PEPR1s have been discovered in Arabidopsis, Solanum lycopersicum, and Zea mays. They are thought to respond to Pep1, 2, 3, 4, 5, and 6. For review and further experimental results into them see Lori et al 2015.

== Mutations ==

PEPR1 and PEPR2 have been shown to contain certain mutations that causes a change in or loss of function for the proteins. These mutations can create complications for the plant and its immune system when they occur. If PEPR1 and PEPR2 lose their sensitivity to proteins induced by damage to the plant, the plant cannot respond to heal itself.

=== Sensitivity to AtPep1 ===

Two mutants are currently associated with the Arabidopsis plant in relation to the PEPR1 and PEPR2 receptor kinases. These mutants have a mutation in their pepr1 and pepr2 genes which is affected in PEPR1 and its homologue PEPR2, respectively. These PEPR1 and PEPR2 receptor kinases are transcribed and further translated from the same chromosome. In order to create double mutant pepr1 and pepr2 offspring the two populations were crossed and screened for the AtPep1 insensitivity offspring. Both of those mutants and the wild type plants were found to have a sensitivity to AtPep1, a damage associated molecular pattern peptide. However, when both mutations occur a double mutant pepr1/pepr2 plant is completely insensitive to the AtPep1. These plants further fail to recognize AtPep2 and AtPep3, distinct homologues of AtPep1, which led Elzbieta Krol to the conclusion that the homologues PEPR1 and PEPR2 control their perception as well.

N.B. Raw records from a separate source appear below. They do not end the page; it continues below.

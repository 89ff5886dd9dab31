//! The request/reply protocol between a user task and the kernel, and
//! the [`Syscalls`] client handle a [`Program`](crate::program::Program)
//! calls through.
//!
//! The original implementation sends `(name, pid, *args)` tuples over a
//! duplex OS pipe and matches on the string name at dispatch time. Here
//! the syscall is a closed sum type instead, so a malformed request is a
//! compile error rather than a runtime `ENOSYS` — the design explicitly
//! called for in the original's re-architecture notes.

use std::sync::mpsc;

use crate::errno::{errno, KernelError, KernelResult};
use crate::fs::inode::FileType;
use crate::ids::{Fd, Gid, INumber, Pid, Uid};
use crate::ofd::{OpenFlags, SeekFrom};
use crate::perm::FilePermissions;
use crate::program::ProgramId;

/// One directory entry as returned by `getdents`.
#[derive(Debug, Clone, PartialEq, Eq)]
pub struct Dentry {
    pub name: String,
    pub inumber: INumber,
    pub filesystem_id: uuid::Uuid,
}

/// The metadata snapshot returned by `stat`.
#[derive(Debug, Clone, PartialEq)]
pub struct Stat {
    pub inumber: INumber,
    pub permissions: FilePermissions,
    pub file_type: FileType,
    pub owner: Uid,
    pub group: Gid,
    pub size: u64,
    pub time_created: std::time::SystemTime,
    pub time_modified: std::time::SystemTime,
    pub filesystem_id: uuid::Uuid,
    pub device_number: i32,
    pub references: u32,
}

/// Every syscall the kernel understands, carrying its own arguments.
#[derive(Debug)]
pub enum Syscall {
    Open { path: String, flags: OpenFlags },
    Creat { path: String, permissions: FilePermissions },
    Lseek { fd: Fd, offset: i64, whence: SeekFrom },
    Read { fd: Fd, size: usize },
    Write { fd: Fd, data: Vec<u8> },
    Close { fd: Fd },
    Stat { path: String },
    GetDents { fd: Fd },
    Chdir { path: String },
    Link { target: String, alias: String },
    Unlink { path: String },
    Mount { path: String, volume: crate::fs::Volume },
    Umount { path: String },
    Fork { program: ProgramId, command: String, argv: Vec<String> },
    Execve { path: String, argv: Vec<String> },
    Waitpid { child: Option<Pid> },
    Exit { code: i32 },
    Getuid,
    Geteuid,
    Getgid,
    Getegid,
    Getpid,
    Setuid { uid: Uid },
    Setgid { gid: Gid },
}

/// The value carried back by a successful reply. A sum type for the
/// same reason `Syscall` is: callers pattern-match instead of trusting
/// a downcast.
#[derive(Debug, Clone, PartialEq)]
pub enum ReturnValue {
    Unit,
    Fd(Fd),
    Offset(u64),
    Bytes(Vec<u8>),
    Count(usize),
    Stat(Stat),
    Dentries(Vec<Dentry>),
    Pid(Pid),
    ExitStatus(Pid, i32),
    Uid(Uid),
    Gid(Gid),
}

pub type Reply = KernelResult<ReturnValue>;

/// One request in flight: which process sent it, and what it asked for.
#[derive(Debug)]
pub struct Request {
    pub pid: Pid,
    pub call: Syscall,
    pub reply_tx: mpsc::Sender<Reply>,
}

/// The kernel-held end of a process's channel pair: where requests
/// arrive from, shared by every process via `mpsc`'s multi-producer
/// support (this plays the role of the `select()` over many pipes in
/// the original implementation).
pub fn request_channel() -> (mpsc::Sender<Request>, mpsc::Receiver<Request>) {
    mpsc::channel()
}

/// The user-task side of a process's channel: sends one request at a
/// time and blocks for its reply, exactly mirroring `SystemHandle`'s
/// `__syscall` in the original.
#[derive(Clone)]
pub struct Syscalls {
    pid: Pid,
    request_tx: mpsc::Sender<Request>,
}

impl Syscalls {
    pub fn new(pid: Pid, request_tx: mpsc::Sender<Request>) -> Self {
        Syscalls { pid, request_tx }
    }

    pub fn pid(&self) -> Pid {
        self.pid
    }

    fn call(&self, call: Syscall) -> Reply {
        let (reply_tx, reply_rx) = mpsc::channel();
        let request = Request {
            pid: self.pid,
            call,
            reply_tx,
        };
        if self.request_tx.send(request).is_err() {
            return Err(errno!(Ekilled, "kernel channel closed"));
        }
        reply_rx
            .recv()
            .unwrap_or_else(|_| Err(errno!(Ekilled, "kernel dropped the reply channel")))
    }

    pub fn open(&self, path: &str, flags: OpenFlags) -> Result<Fd, KernelError> {
        match self.call(Syscall::Open {
            path: path.to_string(),
            flags,
        })? {
            ReturnValue::Fd(fd) => Ok(fd),
            _ => unreachable!("open always replies Fd"),
        }
    }

    pub fn creat(&self, path: &str, permissions: FilePermissions) -> Result<Fd, KernelError> {
        match self.call(Syscall::Creat {
            path: path.to_string(),
            permissions,
        })? {
            ReturnValue::Fd(fd) => Ok(fd),
            _ => unreachable!("creat always replies Fd"),
        }
    }

    pub fn lseek(&self, fd: Fd, offset: i64, whence: SeekFrom) -> Result<u64, KernelError> {
        match self.call(Syscall::Lseek { fd, offset, whence })? {
            ReturnValue::Offset(offset) => Ok(offset),
            _ => unreachable!("lseek always replies Offset"),
        }
    }

    pub fn read(&self, fd: Fd, size: usize) -> Result<Vec<u8>, KernelError> {
        match self.call(Syscall::Read { fd, size })? {
            ReturnValue::Bytes(bytes) => Ok(bytes),
            _ => unreachable!("read always replies Bytes"),
        }
    }

    pub fn write(&self, fd: Fd, data: &[u8]) -> Result<usize, KernelError> {
        match self.call(Syscall::Write {
            fd,
            data: data.to_vec(),
        })? {
            ReturnValue::Count(count) => Ok(count),
            _ => unreachable!("write always replies Count"),
        }
    }

    pub fn close(&self, fd: Fd) -> Result<(), KernelError> {
        self.call(Syscall::Close { fd })?;
        Ok(())
    }

    pub fn stat(&self, path: &str) -> Result<Stat, KernelError> {
        match self.call(Syscall::Stat {
            path: path.to_string(),
        })? {
            ReturnValue::Stat(stat) => Ok(stat),
            _ => unreachable!("stat always replies Stat"),
        }
    }

    pub fn getdents(&self, fd: Fd) -> Result<Vec<Dentry>, KernelError> {
        match self.call(Syscall::GetDents { fd })? {
            ReturnValue::Dentries(dentries) => Ok(dentries),
            _ => unreachable!("getdents always replies Dentries"),
        }
    }

    pub fn chdir(&self, path: &str) -> Result<(), KernelError> {
        self.call(Syscall::Chdir {
            path: path.to_string(),
        })?;
        Ok(())
    }

    pub fn link(&self, target: &str, alias: &str) -> Result<(), KernelError> {
        self.call(Syscall::Link {
            target: target.to_string(),
            alias: alias.to_string(),
        })?;
        Ok(())
    }

    pub fn unlink(&self, path: &str) -> Result<(), KernelError> {
        self.call(Syscall::Unlink {
            path: path.to_string(),
        })?;
        Ok(())
    }

    pub fn mount(&self, path: &str, volume: crate::fs::Volume) -> Result<(), KernelError> {
        self.call(Syscall::Mount {
            path: path.to_string(),
            volume,
        })?;
        Ok(())
    }

    pub fn umount(&self, path: &str) -> Result<(), KernelError> {
        self.call(Syscall::Umount {
            path: path.to_string(),
        })?;
        Ok(())
    }

    pub fn fork(&self, program: ProgramId, command: &str, argv: Vec<String>) -> Result<Pid, KernelError> {
        match self.call(Syscall::Fork {
            program,
            command: command.to_string(),
            argv,
        })? {
            ReturnValue::Pid(pid) => Ok(pid),
            _ => unreachable!("fork always replies Pid"),
        }
    }

    pub fn execve(&self, path: &str, argv: Vec<String>) -> Result<Pid, KernelError> {
        match self.call(Syscall::Execve {
            path: path.to_string(),
            argv,
        })? {
            ReturnValue::Pid(pid) => Ok(pid),
            _ => unreachable!("execve always replies Pid"),
        }
    }

    pub fn waitpid(&self, child: Option<Pid>) -> Result<(Pid, i32), KernelError> {
        match self.call(Syscall::Waitpid { child })? {
            ReturnValue::ExitStatus(pid, code) => Ok((pid, code)),
            _ => unreachable!("waitpid always replies ExitStatus"),
        }
    }

    /// `exit` never replies: the process is gone once the kernel
    /// processes it. We still send the request so the kernel can clean
    /// up, but deliberately don't wait on `reply_rx`.
    pub fn exit(&self, code: i32) {
        let (reply_tx, _reply_rx) = mpsc::channel();
        let _ = self.request_tx.send(Request {
            pid: self.pid,
            call: Syscall::Exit { code },
            reply_tx,
        });
    }

    pub fn getuid(&self) -> Result<Uid, KernelError> {
        match self.call(Syscall::Getuid)? {
            ReturnValue::Uid(uid) => Ok(uid),
            _ => unreachable!("getuid always replies Uid"),
        }
    }

    pub fn geteuid(&self) -> Result<Uid, KernelError> {
        match self.call(Syscall::Geteuid)? {
            ReturnValue::Uid(uid) => Ok(uid),
            _ => unreachable!("geteuid always replies Uid"),
        }
    }

    pub fn getgid(&self) -> Result<Gid, KernelError> {
        match self.call(Syscall::Getgid)? {
            ReturnValue::Gid(gid) => Ok(gid),
            _ => unreachable!("getgid always replies Gid"),
        }
    }

    pub fn getegid(&self) -> Result<Gid, KernelError> {
        match self.call(Syscall::Getegid)? {
            ReturnValue::Gid(gid) => Ok(gid),
            _ => unreachable!("getegid always replies Gid"),
        }
    }

    pub fn getpid(&self) -> Result<Pid, KernelError> {
        match self.call(Syscall::Getpid)? {
            ReturnValue::Pid(pid) => Ok(pid),
            _ => unreachable!("getpid always replies Pid"),
        }
    }

    pub fn setuid(&self, uid: Uid) -> Result<(), KernelError> {
        self.call(Syscall::Setuid { uid })?;
        Ok(())
    }

    pub fn setgid(&self, gid: Gid) -> Result<(), KernelError> {
        self.call(Syscall::Setgid { gid })?;
        Ok(())
    }
}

=== Sensitivity to ethylene ===

The same double mutation causes a decreased reaction to ethylene. In the plant, ethylene is a hormone produced when the plant is damaged. Ethylene also helps increase the response to damage caused to the plant. When PEPR1 and PEPR 2 bind to ethylene, they start the reaction to activate the immune system in the plant. However, when this mutation is present, the plant cannot properly respond to ethylene signals, decreasing its ability to heal itself.